Blockchain Layer
This section describes how the blockchain layer of FLock enhances both incentivisation and security.
Last updated
This section describes how the blockchain layer of FLock enhances both incentivisation and security.
Last updated
The blockchain layer plays a pivotal role in reward distribution. It ensures that participants can securely lock in their stakes, fostering an environment of trust and transparency. The process is designed to incentivise participation by allocating rewards based on contributions, thus encouraging a more engaged and active community. Through the use of smart contracts, the system automates the rewards process, making it both efficient and fair. This automation not only reduces the potential for human error but also ensures that rewards are distributed in a timely and fair manner.
At FLock, we propose a generic framework that can integrate an FL system with a blockchain system and can defend against poisoning attacks without adopting complex cryptographic protocols, which is adopted from our peer-reviewed work here.
Specifically, FLock employs a proof-of-stake mechanism with the goal of ensuring robust security and consensus within the network. Such system enhances Byzantine fault tolerance by aligning participants' incentives with network integrity— those who act dishonestly or fail to reach consensus risk losing their staked tokens. This economic disincentive promotes honest behaviour, ensuring the network remains secure and reliable.
The table below describes how FLock mitiagtes vairous types of risks which could occur in decentralised training platforms.
Attacks | Description | FLock Mitigation |
---|---|---|
Sybil Attacks
An attacker might gain disproportionate influence in the FLock system by creating and controlling multiple fake identities of participants.
Staking assets increases the difficulty of controlling many training nodes or validators.

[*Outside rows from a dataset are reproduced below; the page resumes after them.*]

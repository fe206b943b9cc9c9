use chrono::NaiveDate;
use serde::{Deserialize, Serialize};
use uuid::Uuid;

/// A spending guardrail for a specific category.
///
/// `start_date` records when the cap was set up and is informational:
/// progress is always measured against the period window containing the
/// reference date, never relative to `start_date`.
#[derive(Debug, Clone, Serialize, Deserialize, PartialEq)]
pub struct Budget {
    pub id: Uuid,
    pub category: Uuid,
    pub amount: f64,
    pub period: BudgetPeriod,
    pub start_date: NaiveDate,
}

impl Budget {
    pub fn new(category: Uuid, amount: f64, period: BudgetPeriod, start_date: NaiveDate) -> Self {
        Self {
            id: Uuid::new_v4(),
            category,
            amount,
            period,
            start_date,
        }
    }
}

/// Enumeration of budgeting periods.
#[derive(Debug, Clone, Copy, Serialize, Deserialize, PartialEq, Eq)]
pub enum BudgetPeriod {
    Daily,
    Weekly,
    Monthly,
}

Blind validation mechanism prevents collusion between training nodes and validators.
In each task, only the top training nodes and the top validators will rewarded, ensuring that participants with poor performance do not receive rewards.
DoS Attacks
An attacker might exhaust the FLock system resource and make it unavailable to honest participants.
Rate limiting is implemented to restrict the frequency and volume of actions within a certain time frame, ensuring that no single participant can overwhelm the system.
Free-rider Attacks
Free riders benefit from a system without contributing fairly. In the FLock system, a free rider training node may randomly submit models without actuall training. Similarly, free rider validators give random scores instead of honestly evaluating models.

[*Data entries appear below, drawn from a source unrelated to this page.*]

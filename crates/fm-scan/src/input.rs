//! On-disk shape of one device's scan results.

use fm_config::QualityScores;
use fm_types::DeviceFacts;
use serde::{Deserialize, Serialize};

use crate::error::ScanResult;

/// Facts for one device as handed over by the flattening step.
///
/// Probes that failed upstream must already be absent from `facts`.
#[derive(Clone, Debug, Default, PartialEq, Eq, Serialize, Deserialize)]
pub struct ScanInput {
    /// `component -> source -> facts`, including the `"database"` baseline.
    pub facts: DeviceFacts,
    /// Per-component priorities the probes announced in their own results.
    #[serde(default, skip_serializing_if = "QualityScores::is_empty")]
    pub external_priorities: QualityScores,
    /// Whether the scanned address is a management address.
    #[serde(default)]
    pub is_management: bool,
}

impl ScanInput {
    /// Wrap bare facts.
    pub fn new(facts: DeviceFacts) -> Self {
        Self {
            facts,
            ..Default::default()
        }
    }

    /// Parse a JSON document.
    ///
    /// Accepts either the full `{"facts": ..., "external_priorities": ...}`
    /// envelope or a bare `component -> source -> facts` map. The envelope is
    /// tried first; a document that only fits the bare shape (for instance
    /// one with a component named `facts`) is read as bare facts.
    pub fn from_json(text: &str) -> ScanResult<Self> {
        let value: serde_json::Value = serde_json::from_str(text)?;
        let envelope = match value.get("facts") {
            Some(facts) if facts.is_object() => Some(serde_json::from_value::<Self>(value.clone())),
            _ => None,
        };
        match envelope {
            Some(Ok(input)) => Ok(input),
            Some(Err(envelope_err)) => serde_json::from_value(value)
                .map(Self::new)
                .map_err(|_| envelope_err.into()),
            None => Ok(Self::new(serde_json::from_value(value)?)),
        }
    }
}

In each task, only the top training nodes and the top validators will rewarded, ensuring that participants with poor performance do not receive compensation.
FLock AI Arena consensus guarantees that honest participants who contribute diligently are appropriately recognised and rewarded, deterring free riders from exploiting the process.
Lookup Attacks
Training nodes could cheat by learning to predict past validation score calculations.
Two datasets, i.e., Datasets A and B, are used as validation sets to evaluate the models. Consequently, even if a training node manages to optimise its performance for Dataset A, it could still underperform on Dataset B. By carefully calibrating the rewards between Dataset A and B, FLock effectively motivates training nodes towards developing genuinely high-quality models.
FL Model Poisoning Attacks
In FL Alliance, an attacker may use biased or corrupted data during the training process to degrade the model's performance.
By aggregating contributions, majority voting minimises the impact of single malicious participants.
The slashing mechanism penalizes malicious clients, deterring model poisoning by reducing their rewards and discouraging future attacks.